Robust optimization for identifying the most efficient decision making unit in data envelopment analysis
الموضوعات : International Journal of Data Envelopment AnalysisReza Akhlaghi 1 , Mohsen Rostamy-Malkhalifeh 2 , Alireza Amirteimoori 3 , Sohrab Kordrostami 4
1 - Department of Applied Mathematics, Rasht Branch, Islamic Azad University, Rasht, Iran
2 - Department of Mathematics, Science and Research Branch, Islamic Azad University, Tehran, Iran
3 - Department of Applied Mathematics, Rasht Branch, Islamic Azad University, Rasht, Iran.

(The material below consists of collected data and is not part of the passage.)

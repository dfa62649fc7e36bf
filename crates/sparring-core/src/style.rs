use std::{fmt, str::FromStr};

use serde::{Deserialize, Serialize};

use crate::ParseError;

/// Five-weight descriptor of a playing personality.
///
/// Each weight lies in \[0.0, 1.0\]. Out-of-range input is clamped at construction
/// (including when deserializing), and `NaN` becomes `0.0`. The weights
/// are independent: they are not required to sum to one.
///
/// | weight       | meaning                                        |
/// |--------------|------------------------------------------------|
/// | `positional` | preference for slow, structural play           |
/// | `tactical`   | preference for concrete calculation            |
/// | `risk`       | willingness to enter unbalanced positions      |
/// | `attack`     | tendency to play against the enemy king        |
/// | `endgame`    | willingness to simplify into technical endings |
///
/// # Example
///
/// ```
/// use sparring_core::StyleVector;
///
/// let style = StyleVector::new(0.8, 0.2, 0.2, 0.4, 0.9);
/// assert_eq!(style.describe(), "highly positional, risk-averse, endgame specialist");
/// ```
#[derive(Debug, Clone, Copy, PartialEq, Serialize, Deserialize)]
#[serde(from = "RawStyleVector")]
pub struct StyleVector {
    positional: f32,
    tactical: f32,
    risk: f32,
    attack: f32,
    endgame: f32,
}

#[derive(Deserialize)]
struct RawStyleVector {
    positional: f32,
    tactical: f32,
    risk: f32,
    attack: f32,
    endgame: f32,
}

impl From<RawStyleVector> for StyleVector {
    fn from(raw: RawStyleVector) -> Self {
        Self::new(
            raw.positional,
            raw.tactical,
            raw.risk,
            raw.attack,
            raw.endgame,
        )
    }
}

impl Default for StyleVector {
    fn default() -> Self {
        Self::BALANCED
    }
}

fn clamp_weight(name: &str, value: f32) -> f32 {
    if value.is_nan() {
        log::debug!("style weight {name} is NaN, using 0.0");
        return 0.0;
    }
    if !(0.0..=1.0).contains(&value) {
        log::debug!("style weight {name}={value} clamped into 0.0..=1.0");
    }
    value.clamp(0.0, 1.0)
}

impl StyleVector {
    /// A style with every weight at 0.5.
    pub const BALANCED: Self = Self {
        positional: 0.5,
        tactical: 0.5,
        risk: 0.5,
        attack: 0.5,
        endgame: 0.5,
    };

    /// Creates a style vector, clamping each weight to \[0.0, 1.0\].
    #[must_use]
    pub fn new(positional: f32, tactical: f32, risk: f32, attack: f32, endgame: f32) -> Self {
        Self {
            positional: clamp_weight("positional", positional),
            tactical: clamp_weight("tactical", tactical),
            risk: clamp_weight("risk", risk),
            attack: clamp_weight("attack", attack),
            endgame: clamp_weight("endgame", endgame),
        }
    }

    #[must_use]
    pub const fn positional(&self) -> f32 {
        self.positional
    }

    #[must_use]
    pub const fn tactical(&self) -> f32 {
        self.tactical
    }

    /// Risk tolerance.
    #[must_use]
    pub const fn risk(&self) -> f32 {
        self.risk
    }

    #[must_use]
    pub const fn attack(&self) -> f32 {
        self.attack
    }

    #[must_use]
    pub const fn endgame(&self) -> f32 {
        self.endgame
    }

    /// Returns the weights in declaration order.
    #[must_use]
    pub const fn as_array(&self) -> [f32; 5] {
        [
            self.positional,
            self.tactical,
            self.risk,
            self.attack,
            self.endgame,
        ]
    }

    /// Returns `true` when the tactical weight strictly exceeds the positional weight.
    #[must_use]
    pub fn is_tactically_dominant(&self) -> bool {
        self.tactical > self.positional
    }

    /// Human-readable descriptors for the notable traits of this style.
    ///
    /// Returns an empty list for a style without any pronounced trait.
    #[must_use]
    pub fn descriptors(&self) -> Vec<&'static str> {
        let mut descriptors = vec![];
        if self.positional > 0.7 {
            descriptors.push("highly positional");
        } else if self.positional > 0.5 {
            descriptors.push("leans positional");
        }
        if self.tactical > 0.7 {
            descriptors.push("highly tactical");
        } else if self.tactical > 0.5 {
            descriptors.push("leans tactical");
        }
        if self.risk > 0.7 {
            descriptors.push("risk-seeking");
        } else if self.risk < 0.3 {
            descriptors.push("risk-averse");
        }
        if self.attack > 0.7 {
            descriptors.push("aggressive attacker");
        }
        if self.endgame > 0.7 {
            descriptors.push("endgame specialist");
        }
        descriptors
    }

    /// Joins [`descriptors`](Self::descriptors), or returns `"balanced"` if there are none.
    #[must_use]
    pub fn describe(&self) -> String {
        let descriptors = self.descriptors();
        if descriptors.is_empty() {
            "balanced".to_owned()
        } else {
            descriptors.join(", ")
        }
    }

    /// Style match score in 0..=100 (100 means identical weights).
    ///
    /// ```text
    /// similarity = round(100 × mean(1 − |aᵢ − bᵢ|))
    /// ```
    #[must_use]
    pub fn similarity(&self, other: &Self) -> u8 {
        let total: f32 = self
            .as_array()
            .iter()
            .zip(other.as_array())
            .map(|(a, b)| 1.0 - (a - b).abs())
            .sum();
        #[expect(clippy::cast_possible_truncation, clippy::cast_sign_loss)]
        let score = (total / 5.0 * 100.0).round().clamp(0.0, 100.0) as u8;
        score
    }
}

/// Style family of an opponent profile.
#[derive(Debug, Clone, Copy, PartialEq, Eq, Hash, PartialOrd, Ord, Serialize, Deserialize)]
#[serde(rename_all = "lowercase")]
pub enum StyleId {
    Positional,
    Tactical,
    Solid,
    Technical,
}

impl StyleId {
    pub const ALL: [Self; 4] = [
        Self::Positional,
        Self::Tactical,
        Self::Solid,
        Self::Technical,
    ];

    #[must_use]
    pub const fn as_str(self) -> &'static str {
        match self {
            Self::Positional => "positional",
            Self::Tactical => "tactical",
            Self::Solid => "solid",
            Self::Technical => "technical",
        }
    }
}

impl fmt::Display for StyleId {
    fn fmt(&self, f: &mut fmt::Formatter<'_>) -> fmt::Result {
        f.write_str(self.as_str())
    }
}

impl FromStr for StyleId {
    type Err = ParseError;

    fn from_str(s: &str) -> Result<Self, Self::Err> {
        Self::ALL
            .into_iter()
            .find(|id| id.as_str().eq_ignore_ascii_case(s.trim()))
            .ok_or_else(|| ParseError::UnknownStyle {
                value: s.to_owned(),
            })
    }
}
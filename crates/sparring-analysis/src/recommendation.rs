use serde::{Deserialize, Serialize};

use crate::{Priority, ProgressSnapshot, weakness};

const RECORDED_WEAKNESS_MIN_COUNT: u32 = 3;
const RAISE_MIN_RATING_GAIN: i32 = 200;
const RAISE_MIN_WIN_FRACTION: f32 = 0.7;

/// What a recommendation asks the learner to do.
#[derive(Debug, Clone, Copy, PartialEq, Eq, Hash, Serialize, Deserialize, derive_more::Display)]
#[serde(rename_all = "kebab-case")]
pub enum RecommendationKind {
    #[display("style-focused")]
    StyleFocused,
    #[display("tactics-training")]
    TacticsTraining,
    #[display("endgame-training")]
    EndgameTraining,
    #[display("opening-study")]
    OpeningStudy,
    #[display("weakness-drill")]
    WeaknessDrill,
    #[display("difficulty-adjustment")]
    DifficultyAdjustment,
    #[display("continue-training")]
    ContinueTraining,
}

/// An actionable training suggestion.
#[derive(Debug, Clone, PartialEq, Eq, Serialize, Deserialize)]
pub struct Recommendation {
    #[serde(rename = "type")]
    pub kind: RecommendationKind,
    pub title: String,
    pub description: String,
    pub priority: Priority,
    pub estimated_sessions: u32,
    /// Opponent id to practice against, for style-focused recommendations.
    #[serde(default, skip_serializing_if = "Option::is_none")]
    pub target_style: Option<String>,
}

impl Recommendation {
    fn new(
        kind: RecommendationKind,
        title: &str,
        description: String,
        priority: Priority,
        estimated_sessions: u32,
    ) -> Self {
        Self {
            kind,
            title: title.to_owned(),
            description,
            priority,
            estimated_sessions,
            target_style: None,
        }
    }
}

fn style_focused(progress: &ProgressSnapshot) -> impl Iterator<Item = Recommendation> + '_ {
    weakness::low_adaptation(progress)
        .into_iter()
        .map(|(id, _)| Recommendation {
            target_style: Some(id.to_owned()),
            ..Recommendation::new(
                RecommendationKind::StyleFocused,
                "Practice against a weak style",
                format!("play more games against the {id} style"),
                Priority::High,
                5,
            )
        })
}

fn for_recorded_weaknesses(progress: &ProgressSnapshot) -> Vec<Recommendation> {
    let mut frequent = progress
        .weaknesses
        .iter()
        .filter(|w| w.count >= RECORDED_WEAKNESS_MIN_COUNT)
        .collect::<Vec<_>>();
    frequent.sort_by(|a, b| b.count.cmp(&a.count));

    frequent
        .into_iter()
        .map(|w| match w.kind.as_str() {
            "tactical" => Recommendation::new(
                RecommendationKind::TacticsTraining,
                "Sharpen tactics",
                "solve more tactical combinations".to_owned(),
                Priority::High,
                10,
            ),
            "endgame" => Recommendation::new(
                RecommendationKind::EndgameTraining,
                "Improve endgame technique",
                "practice fundamental endgames".to_owned(),
                Priority::Medium,
                8,
            ),
            "opening" => Recommendation::new(
                RecommendationKind::OpeningStudy,
                "Study your openings",
                "review the opening lines you play".to_owned(),
                Priority::Medium,
                6,
            ),
            kind => Recommendation::new(
                RecommendationKind::WeaknessDrill,
                "Drill a recurring weakness",
                format!("targeted exercises for recurring {kind} mistakes ({} times)", w.count),
                Priority::Medium,
                5,
            ),
        })
        .collect()
}

fn difficulty_adjustment(progress: &ProgressSnapshot) -> Option<Recommendation> {
    let change = progress.rating_change();
    if change < 0 {
        Some(Recommendation::new(
            RecommendationKind::DifficultyAdjustment,
            "Lower the difficulty",
            "the current level may be too high; try 100-200 points lower".to_owned(),
            Priority::Medium,
            3,
        ))
    } else if change > RAISE_MIN_RATING_GAIN && progress.win_fraction() > RAISE_MIN_WIN_FRACTION {
        Some(Recommendation::new(
            RecommendationKind::DifficultyAdjustment,
            "Raise the difficulty",
            "results are strong; try a stronger opponent".to_owned(),
            Priority::Low,
            0,
        ))
    } else {
        None
    }
}

fn continue_training() -> Recommendation {
    Recommendation::new(
        RecommendationKind::ContinueTraining,
        "Keep training",
        "keep playing at the current level to build up more history".to_owned(),
        Priority::Medium,
        3,
    )
}

/// Recommendations for `progress`, never empty.
///
/// Style-focused entries come first (weakest style first), then one per recorded
/// weakness seen at least three times (most frequent first), then a difficulty
/// adjustment. A generic "continue training" entry is returned when nothing else
/// applies.
#[must_use]
pub fn recommend(progress: &ProgressSnapshot) -> Vec<Recommendation> {
    let mut recommendations = style_focused(progress).collect::<Vec<_>>();
    recommendations.extend(for_recorded_weaknesses(progress));
    recommendations.extend(difficulty_adjustment(progress));
    if recommendations.is_empty() {
        recommendations.push(continue_training());
    }
    recommendations
}
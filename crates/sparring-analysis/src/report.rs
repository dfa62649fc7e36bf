use serde::{Deserialize, Serialize};
use sparring_core::Rating;

use crate::{
    ProgressSnapshot, Recommendation, WeaknessList, recommendation::recommend,
    weakness::analyze_weaknesses,
};

const STRONG_ADAPTATION: f32 = 75.0;
const STRONG_WIN_FRACTION: f32 = 0.6;
const EXCELLENT_AVERAGE: f32 = 70.0;
const GOOD_AVERAGE: f32 = 50.0;

/// Urgency of a weakness or recommendation. Orders from most to least urgent.
#[derive(
    Debug, Clone, Copy, PartialEq, Eq, PartialOrd, Ord, Hash, Serialize, Deserialize, derive_more::Display,
)]
#[serde(rename_all = "kebab-case")]
pub enum Priority {
    #[display("high")]
    High,
    #[display("medium")]
    Medium,
    #[display("low")]
    Low,
}

/// Headline numbers of a report.
#[derive(Debug, Clone, PartialEq, Serialize, Deserialize)]
pub struct Summary {
    pub total_games: u32,
    /// `won-drawn-lost`
    pub record: String,
    /// Percentage of games won, one decimal.
    pub win_rate: f32,
    pub elo_change: Rating,
    pub current_rating: Rating,
    pub starting_rating: Rating,
}

#[derive(Debug, Clone, Copy, PartialEq, Eq, Hash, Serialize, Deserialize)]
#[serde(rename_all = "kebab-case")]
pub enum StrengthKind {
    StyleAdaptation,
    OverallPerformance,
}

#[derive(Debug, Clone, PartialEq, Serialize, Deserialize)]
pub struct Strength {
    #[serde(rename = "type")]
    pub kind: StrengthKind,
    pub description: String,
    pub score: f32,
}

#[derive(Debug, Clone, PartialEq, Serialize, Deserialize)]
pub struct StyleScore {
    pub name: String,
    pub score: f32,
}

#[derive(Debug, Clone, Copy, PartialEq, Eq, Hash, Serialize, Deserialize)]
#[serde(rename_all = "kebab-case")]
pub enum Assessment {
    Excellent,
    Good,
    NeedsImprovement,
}

/// How well the learner copes with each opponent style.
#[derive(Debug, Clone, PartialEq, Serialize, Deserialize)]
pub struct StylePerformance {
    pub best_style: StyleScore,
    pub worst_style: StyleScore,
    /// Mean adaptation score, rounded.
    pub average_adaptation: f32,
    pub assessment: Assessment,
}

/// Result of analyzing a [`ProgressSnapshot`].
#[derive(Debug, Clone, PartialEq, Serialize, Deserialize)]
pub struct Report {
    pub summary: Summary,
    pub weaknesses: WeaknessList,
    pub strengths: Vec<Strength>,
    pub recommendations: Vec<Recommendation>,
    /// Absent when no adaptation scores were recorded.
    #[serde(default, skip_serializing_if = "Option::is_none")]
    pub style_performance: Option<StylePerformance>,
}

fn summarize(progress: &ProgressSnapshot) -> Summary {
    Summary {
        total_games: progress.games_played,
        record: format!(
            "{}-{}-{}",
            progress.games_won, progress.games_drawn, progress.games_lost
        ),
        win_rate: (progress.win_fraction() * 1000.0).round() / 10.0,
        elo_change: progress.rating_change(),
        current_rating: progress.current_rating,
        starting_rating: progress.starting_rating,
    }
}

fn strengths(progress: &ProgressSnapshot) -> Vec<Strength> {
    let mut strengths = progress
        .adaptation_scores()
        .filter(|&(_, score)| score >= STRONG_ADAPTATION)
        .map(|(id, score)| Strength {
            kind: StrengthKind::StyleAdaptation,
            description: format!("handles the {id} style well"),
            score,
        })
        .collect::<Vec<_>>();
    let win_fraction = progress.win_fraction();
    if win_fraction >= STRONG_WIN_FRACTION {
        strengths.push(Strength {
            kind: StrengthKind::OverallPerformance,
            description: "strong overall win rate".to_owned(),
            score: win_fraction * 100.0,
        });
    }
    strengths
}

#[expect(clippy::cast_precision_loss)]
fn style_performance(progress: &ProgressSnapshot) -> Option<StylePerformance> {
    let mut scores = progress.adaptation_scores();
    let first = scores.next()?;
    let (mut best, mut worst, mut sum, mut n) = (first, first, first.1, 1_usize);
    for entry in scores {
        if entry.1 > best.1 {
            best = entry;
        }
        if entry.1 < worst.1 {
            worst = entry;
        }
        sum += entry.1;
        n += 1;
    }
    let average = sum / n as f32;
    let assessment = if average >= EXCELLENT_AVERAGE {
        Assessment::Excellent
    } else if average >= GOOD_AVERAGE {
        Assessment::Good
    } else {
        Assessment::NeedsImprovement
    };
    let score = |(name, score): (&str, f32)| StyleScore {
        name: name.to_owned(),
        score,
    };
    Some(StylePerformance {
        best_style: score(best),
        worst_style: score(worst),
        average_adaptation: average.round(),
        assessment,
    })
}

/// Analyzes a learner's progress.
///
/// Pure: the same snapshot always yields the same report. A snapshot without games
/// yields a neutral summary, the "no notable weaknesses" marker and a single
/// "continue training" recommendation.
///
/// # Example
///
/// ```
/// use sparring_analysis::{ProgressSnapshot, RecommendationKind, generate_report};
///
/// let progress = ProgressSnapshot {
///     games_played: 10,
///     games_won: 4,
///     games_drawn: 2,
///     games_lost: 4,
///     current_rating: 1650,
///     starting_rating: 1500,
///     style_adaptation: [("A".to_owned(), 85.0), ("B".to_owned(), 35.0)].into(),
///     ..ProgressSnapshot::default()
/// };
/// let report = generate_report(&progress);
///
/// assert_eq!(report.summary.elo_change, 150);
/// assert_eq!(report.summary.record, "4-2-4");
/// let focused = report
///     .recommendations
///     .iter()
///     .filter(|r| r.kind == RecommendationKind::StyleFocused)
///     .collect::<Vec<_>>();
/// assert_eq!(focused.len(), 1);
/// assert_eq!(focused[0].target_style.as_deref(), Some("B"));
/// ```
#[must_use]
pub fn generate_report(progress: &ProgressSnapshot) -> Report {
    let report = Report {
        summary: summarize(progress),
        weaknesses: analyze_weaknesses(progress),
        strengths: strengths(progress),
        recommendations: recommend(progress),
        style_performance: style_performance(progress),
    };
    log::debug!(
        "report over {} games: {} weaknesses, {} recommendations",
        report.summary.total_games,
        report.weaknesses.as_slice().len(),
        report.recommendations.len()
    );
    report
}

#[cfg(test)]
mod tests {
    use std::collections::BTreeMap;

    use super::*;
    use crate::RecommendationKind;

    fn snapshot() -> ProgressSnapshot {
        ProgressSnapshot {
            games_played: 10,
            games_won: 4,
            games_drawn: 2,
            games_lost: 4,
            current_rating: 1650,
            starting_rating: 1500,
            ..ProgressSnapshot::default()
        }
    }

    #[test]
    fn test_summary_totals() {
        let report = generate_report(&snapshot());
        assert_eq!(report.summary.elo_change, 150);
        assert_eq!(report.summary.total_games, 10);
        assert!((report.summary.win_rate - 40.0).abs() < f32::EPSILON);
    }

    #[test]
    fn test_exactly_one_style_focused_for_b() {
        let progress = ProgressSnapshot {
            style_adaptation: BTreeMap::from([("A".to_owned(), 85.0), ("B".to_owned(), 35.0)]),
            ..snapshot()
        };
        let report = generate_report(&progress);
        let focused = report
            .recommendations
            .iter()
            .filter(|r| r.kind == RecommendationKind::StyleFocused)
            .collect::<Vec<_>>();
        assert_eq!(focused.len(), 1);
        assert_eq!(focused[0].target_style.as_deref(), Some("B"));

        let weak = report.weaknesses.as_slice();
        assert_eq!(weak.len(), 1);
        assert!(weak[0].is_style_adaptation());
        assert_eq!(weak[0].priority, Priority::High);
    }

    #[test]
    fn test_zero_games_is_neutral() {
        let report = generate_report(&ProgressSnapshot::default());
        assert_eq!(report.summary.total_games, 0);
        assert_eq!(report.summary.elo_change, 0);
        assert_eq!(report.summary.win_rate, 0.0);
        assert_eq!(report.summary.record, "0-0-0");
        assert_eq!(report.weaknesses, WeaknessList::NoneFound);
        assert!(!report.recommendations.is_empty());
        assert!(report.strengths.is_empty());
        assert!(report.style_performance.is_none());
    }

    #[test]
    fn test_recommendations_never_empty_with_games() {
        for won in 0..=10 {
            for (current, starting) in [(1500, 1500), (1400, 1500), (1800, 1500)] {
                let progress = ProgressSnapshot {
                    games_won: won,
                    games_drawn: 0,
                    games_lost: 10 - won,
                    current_rating: current,
                    starting_rating: starting,
                    ..snapshot()
                };
                assert!(!generate_report(&progress).recommendations.is_empty());
            }
        }
    }

    #[test]
    fn test_strengths() {
        let progress = ProgressSnapshot {
            games_won: 7,
            games_lost: 1,
            style_adaptation: BTreeMap::from([("A".to_owned(), 80.0), ("B".to_owned(), 60.0)]),
            ..snapshot()
        };
        let kinds = generate_report(&progress)
            .strengths
            .iter()
            .map(|s| s.kind)
            .collect::<Vec<_>>();
        assert_eq!(
            kinds,
            [StrengthKind::StyleAdaptation, StrengthKind::OverallPerformance]
        );
    }

    #[test]
    fn test_style_performance() {
        let progress = ProgressSnapshot {
            style_adaptation: BTreeMap::from([
                ("A".to_owned(), 85.0),
                ("B".to_owned(), 35.0),
                ("C".to_owned(), 60.0),
            ]),
            ..snapshot()
        };
        let performance = generate_report(&progress).style_performance.unwrap();
        assert_eq!(performance.best_style.name, "A");
        assert_eq!(performance.worst_style.name, "B");
        assert_eq!(performance.average_adaptation, 60.0);
        assert_eq!(performance.assessment, Assessment::Good);
    }

    #[test]
    fn test_out_of_range_scores_are_clamped() {
        let progress = ProgressSnapshot {
            style_adaptation: BTreeMap::from([("A".to_owned(), -20.0)]),
            ..snapshot()
        };
        let report = generate_report(&progress);
        assert_eq!(report.weaknesses.as_slice()[0].description, "low adaptation to the A style (0%)");
        assert_eq!(report.style_performance.unwrap().worst_style.score, 0.0);
    }

    #[test]
    fn test_report_serialization_shape() {
        let value = serde_json::to_value(generate_report(&ProgressSnapshot::default())).unwrap();
        assert_eq!(value["weaknesses"]["status"], "none-found");
        assert_eq!(value["recommendations"][0]["type"], "continue-training");
        assert!(value.get("style_performance").is_none());
    }
}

4 - Department of Applied Mathematics, Lahijan Branch, Islamic Azad University, Lahijan, Iran
الکلمات المفتاحية: Optimistic Counterpart, Uncertainty, Data envelopment analysis (DEA), Interval data, robust optimization,
ملخص المقالة :
Due to the nonlinear and discrete nature of BCC (Banker, Charnes, and Cooper, [11]) models for determining the most efficient decision-making unit, it is practically impossible to evaluate the models' dual and, consequently, optimistic case. Thus, in this paper, the linear model with linear constraints proposed by Akhlaghi et al. [2] is used to investigate the dual equality of the model's robust problem and the optimistic case of the new model's dual under VRS uncertainty. The model proposed in this paper is novel in comparison to previous models because it solves the most efficient decision-making unit only once, without relying on uncertain data to determine its rank. The paper demonstrates how the proposed robust model can also ascertain the most efficient decision-making unit when uncertainty exists. Furthermore, the dual issues raised by robust counterparts in the new linear programming (LP) model are addressed to identify the most efficient decision-making unit. The robust counterpart is demonstrated to be equivalent to a linear program under interval uncertainty, and the dual of the robust counterpart is shown to be equal to the optimistic counterpart of the dual problem. Consequently, this study aims to demonstrate that the dual problem is equivalent to a decision-maker operating under optimal data, whereas the primal robust problem is equivalent to a decision-maker operating through the worst-case possible data scenario.